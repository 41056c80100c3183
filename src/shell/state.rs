use crate::shared::infrastructure::connectors::cloudinary::CloudinaryAccount;
use crate::shared::infrastructure::connectors::mongo::MongoDatabase;
use crate::shell::config::AppConfig;
use std::sync::Arc;

/// State handed to every route group: the configuration and the handles the
/// bootstrap obtained from its connectors.
pub struct AppState<TDatabase, TMediaHost> {
    pub config: Arc<AppConfig>,
    pub database: Arc<TDatabase>,
    pub media_host: Arc<TMediaHost>,
}

impl<TDatabase, TMediaHost> Clone for AppState<TDatabase, TMediaHost> {
    fn clone(&self) -> Self {
        Self {
            config: self.config.clone(),
            database: self.database.clone(),
            media_host: self.media_host.clone(),
        }
    }
}

pub type ServerState = AppState<MongoDatabase, CloudinaryAccount>;
// Process configuration.
//
// Responsibilities
// - Load `.env` (never overriding variables that are already set).
// - Parse the environment into a typed, read-only AppConfig.
//
// Connector credentials are optional here. When absent they surface as
// connection failures during startup, not as configuration errors.

use crate::shared::infrastructure::connectors::cloudinary::MediaHostSettings;
use crate::shared::infrastructure::connectors::mongo::DatabaseSettings;
use axum::http::HeaderValue;
use std::net::{IpAddr, Ipv4Addr};
use std::path::PathBuf;
use std::str::FromStr;
use std::time::Duration;
use thiserror::Error;

pub const DEFAULT_PORT: u16 = 4000;
pub const DEFAULT_ALLOWED_ORIGINS: [&str; 2] = [
    "http://localhost:5173",
    "https://your-frontend-name.vercel.app",
];
pub const DEFAULT_STATIC_DIR: &str = "public/images";
pub const DEFAULT_JSON_BODY_LIMIT: usize = 100 * 1024;
pub const DEFAULT_DATABASE_NAME: &str = "booking";
pub const DEFAULT_CONNECT_TIMEOUT_SECS: u64 = 10;

#[derive(Debug, Error)]
pub enum ConfigError {
    #[error("invalid value for {key}: {value:?}")]
    Invalid { key: &'static str, value: String },

    #[error("CORS origin is not a valid header value: {0:?}")]
    InvalidOrigin(String),

    #[error("CORS origin \"*\" cannot be combined with credentials; list the origins instead")]
    WildcardOrigin,

    #[error("failed to read .env file")]
    EnvFile(#[source] dotenvy::Error),
}

#[derive(Debug, Clone)]
pub struct AppConfig {
    pub host: IpAddr,
    pub port: u16,
    pub allowed_origins: Vec<HeaderValue>,
    pub static_dir: PathBuf,
    pub json_body_limit: usize,
    pub database: DatabaseSettings,
    pub media_host: MediaHostSettings,
}

impl AppConfig {
    pub fn from_env() -> Result<Self, ConfigError> {
        Self::from_lookup(|key| std::env::var(key).ok())
    }

    /// Builds the configuration from an arbitrary key lookup. Blank values
    /// count as unset.
    pub fn from_lookup<F>(lookup: F) -> Result<Self, ConfigError>
    where
        F: Fn(&str) -> Option<String>,
    {
        let get = |key: &str| {
            lookup(key)
                .map(|v| v.trim().to_string())
                .filter(|v| !v.is_empty())
        };

        let raw_origins: Vec<String> = match get("CORS_ALLOWED_ORIGINS") {
            Some(raw) => raw
                .split(',')
                .map(str::trim)
                .filter(|o| !o.is_empty())
                .map(str::to_string)
                .collect(),
            None => DEFAULT_ALLOWED_ORIGINS.iter().map(|o| o.to_string()).collect(),
        };
        let allowed_origins = raw_origins
            .into_iter()
            .map(parse_origin)
            .collect::<Result<Vec<_>, _>>()?;

        Ok(Self {
            host: parse_or("HOST", get("HOST"), IpAddr::V4(Ipv4Addr::UNSPECIFIED))?,
            port: parse_or("PORT", get("PORT"), DEFAULT_PORT)?,
            allowed_origins,
            static_dir: get("STATIC_DIR")
                .map(PathBuf::from)
                .unwrap_or_else(|| PathBuf::from(DEFAULT_STATIC_DIR)),
            json_body_limit: parse_or(
                "JSON_BODY_LIMIT",
                get("JSON_BODY_LIMIT"),
                DEFAULT_JSON_BODY_LIMIT,
            )?,
            database: DatabaseSettings {
                uri: get("MONGODB_URI"),
                name: get("MONGODB_DATABASE").unwrap_or_else(|| DEFAULT_DATABASE_NAME.into()),
                connect_timeout: Duration::from_secs(parse_or(
                    "MONGODB_CONNECT_TIMEOUT_SECS",
                    get("MONGODB_CONNECT_TIMEOUT_SECS"),
                    DEFAULT_CONNECT_TIMEOUT_SECS,
                )?),
            },
            media_host: MediaHostSettings {
                cloud_name: get("CLOUDINARY_NAME"),
                api_key: get("CLOUDINARY_API_KEY"),
                api_secret: get("CLOUDINARY_SECRET_KEY"),
            },
        })
    }
}

fn parse_or<T: FromStr>(
    key: &'static str,
    raw: Option<String>,
    default: T,
) -> Result<T, ConfigError> {
    match raw {
        None => Ok(default),
        Some(value) => value.parse().map_err(|_| ConfigError::Invalid { key, value }),
    }
}

fn parse_origin(origin: String) -> Result<HeaderValue, ConfigError> {
    // Credentialed CORS never matches a wildcard.
    if origin == "*" {
        return Err(ConfigError::WildcardOrigin);
    }
    HeaderValue::from_str(&origin).map_err(|_| ConfigError::InvalidOrigin(origin))
}

/// A missing env file is fine; an unreadable or malformed one is not.
fn tolerate_missing<T>(loaded: Result<T, dotenvy::Error>) -> Result<(), ConfigError> {
    match loaded {
        Ok(_) => Ok(()),
        Err(e) if e.not_found() => Ok(()),
        Err(e) => Err(ConfigError::EnvFile(e)),
    }
}

/// Loads `.env` if present, then reads the process environment.
pub fn load_configuration() -> Result<AppConfig, ConfigError> {
    tolerate_missing(dotenvy::dotenv())?;
    AppConfig::from_env()
}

- - -

Copy out, from the data above, each line where the string "derive" is present.

Exercise solution ->
#[derive(Debug, Error)]
#[derive(Debug, Clone)]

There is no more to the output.